For the love of the God, a tradurlo in italiano, di altri tempi, all’esclamazione di una qualunque nonna, e invece si tratta di un’opera del 2007, di Damien Hirst, a forma di teschio umano, ma fatto di platino e tessuto (si fa per dire) con un numero impressionante di diamanti, ben 8601, compreso quello rosa a forma di goccia, posto sulla fronte, ma per non farsi mancare nulla, soccorrono denti umani veri. Si tratta di un provocatore richiamo alle antiche reliquie delle nostre chiede, che in epoca di controriforma, vissuta nel terrore del peccato e della colpa, ammoniva sulla vanità della vita corporale e sullo splendore della vita eterna. D.H., di cui tutti ricordano il carattere ribelle, indurito da una famiglia rude e senza padre, con la madre depressa, che lo ha reso quel che è, un funebre, un barocco dei trionfi della morte, ma provvisto di senso della sorpresa, capace di rivestire ogni sua attenzione, con i panni dell’imprevisto e dell’incognito.

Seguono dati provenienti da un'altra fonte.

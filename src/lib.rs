//! Geo Schema Core - Incremental schema inference for semi-structured
//! geospatial record ingestion
//!
//! Maintains one evolving tabular schema (named, ordered, typed fields)
//! across everything an ingestion session has seen, widening field types
//! only when a value forces it, and tracks geometry-type and
//! spatial-reference consistency alongside.
//!
//! Two source shapes are supported:
//!
//! - **Structured records** - dictionary-shaped records whose attributes
//!   carry already-typed scalars, with an optional opaque geometry
//!   back-reference resolved through an external collaborator.
//! - **Text attributes** - property occurrences carrying one or more raw
//!   string sub-values with no declared type.
//!
//! Parsing the container document, building geometries from coordinates,
//! transforming coordinate reference systems and persisting features are
//! all upstream/downstream concerns; this crate only infers and tracks.
//!
//! ## Example
//!
//! ```rust,ignore
//! use geo_schema_core::{MemoryFeatureStore, RecordMaterializer, ScalarValue, StructuredRecord};
//!
//! let mut materializer = RecordMaterializer::new();
//! let mut store = MemoryFeatureStore::new();
//! let geometries = std::collections::HashMap::new();
//!
//! let mut record = StructuredRecord::new();
//! record.push("name", ScalarValue::Text("Berlin".into()));
//! record.push("population", ScalarValue::Integer(3_878_100));
//! materializer.ingest_structured(&record, &geometries, &mut store)?;
//! ```

pub mod consistency;
pub mod inference;
pub mod ingest;
pub mod models;

// Re-export commonly used types
pub use consistency::{GeometryTypeHint, GeometryTypeTracker, SrsNameTracker};
pub use inference::{
    FieldDefinition, FieldSchemaRegistry, GeometryFieldDefinition, InferenceConfig,
    InferenceConfigBuilder, IngestError, PropertyType, ValueKind, classify, merge_scalar_types,
    observed_type, parse_integer, widen,
};
pub use ingest::{
    FeatureStore, GeometryResolver, IngestStats, MemoryFeatureStore, RecordMaterializer,
    structured_record_from_json,
};
pub use models::{
    Feature, FeatureId, Geometry, GeometryType, RawProperty, ScalarValue, StructuredRecord,
};
//! Incremental schema inference
//!
//! Maintains a single evolving tabular schema across everything seen in one
//! ingestion session, widening field types only when a value forces it.
//! Two inference policies coexist:
//!
//! - **Text attributes** - raw string sub-values are classified and pushed
//!   through the full type lattice ([`widen`]), including list promotion
//!   for multi-valued occurrences.
//! - **Structured scalars** - already-typed values use the coarser pairwise
//!   merge ([`merge_scalar_types`]), where any kind mismatch collapses
//!   straight to `String`.
//!
//! The two policies deliberately stay separate; each matches the shape of
//! its source, and neither falls back to the other.

mod classify;
mod config;
mod error;
mod lattice;
mod merge;
mod registry;

pub use classify::{ValueKind, classify, parse_integer};
pub use config::{InferenceConfig, InferenceConfigBuilder};
pub use error::IngestError;
pub use lattice::{PropertyType, widen};
pub use merge::{merge_scalar_types, observed_type};
pub use registry::{FieldDefinition, FieldSchemaRegistry, GeometryFieldDefinition};
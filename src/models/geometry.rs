//! Geometry values as seen by the inference core
//!
//! Geometry construction from raw coordinates is an upstream concern; the
//! core only looks at a resolved geometry's type and spatial-reference name.

use serde::{Deserialize, Serialize};

/// Geometry type of a resolved geometry
#[derive(Debug, Clone, Copy, PartialEq, Eq, Hash, Serialize, Deserialize)]
#[serde(rename_all = "camelCase")]
pub enum GeometryType {
    Point,
    LineString,
    Polygon,
    MultiPoint,
    MultiLineString,
    MultiPolygon,
    GeometryCollection,
}

/// A geometry handed back by the external resolver
#[derive(Debug, Clone, PartialEq, Serialize, Deserialize)]
#[serde(rename_all = "camelCase")]
pub struct Geometry {
    /// Geometry type
    pub geometry_type: GeometryType,
    /// Spatial-reference name the geometry was declared in, if any
    #[serde(skip_serializing_if = "Option::is_none")]
    pub srs_name: Option<String>,
}

impl Geometry {
    /// Create a geometry without a spatial-reference name
    pub fn new(geometry_type: GeometryType) -> Self {
        Self {
            geometry_type,
            srs_name: None,
        }
    }

    /// Attach a spatial-reference name
    pub fn with_srs_name(mut self, srs_name: impl Into<String>) -> Self {
        self.srs_name = Some(srs_name.into());
        self
    }
}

Appunto quello che ha ottenuto con la sua intervista al ”New York Times”, in cui ha dichiarato, che la mitica vendita ad un gruppo di investitori sconosciuti, non era vera per niente. L’opera si è sempre trovata e si trova, in un caveau di Londra, a sua disposizione e di sua proprietà. Il balloon, coinvolge anche la mitica White Cube, che sarebbe stata la mediatrice della vendita.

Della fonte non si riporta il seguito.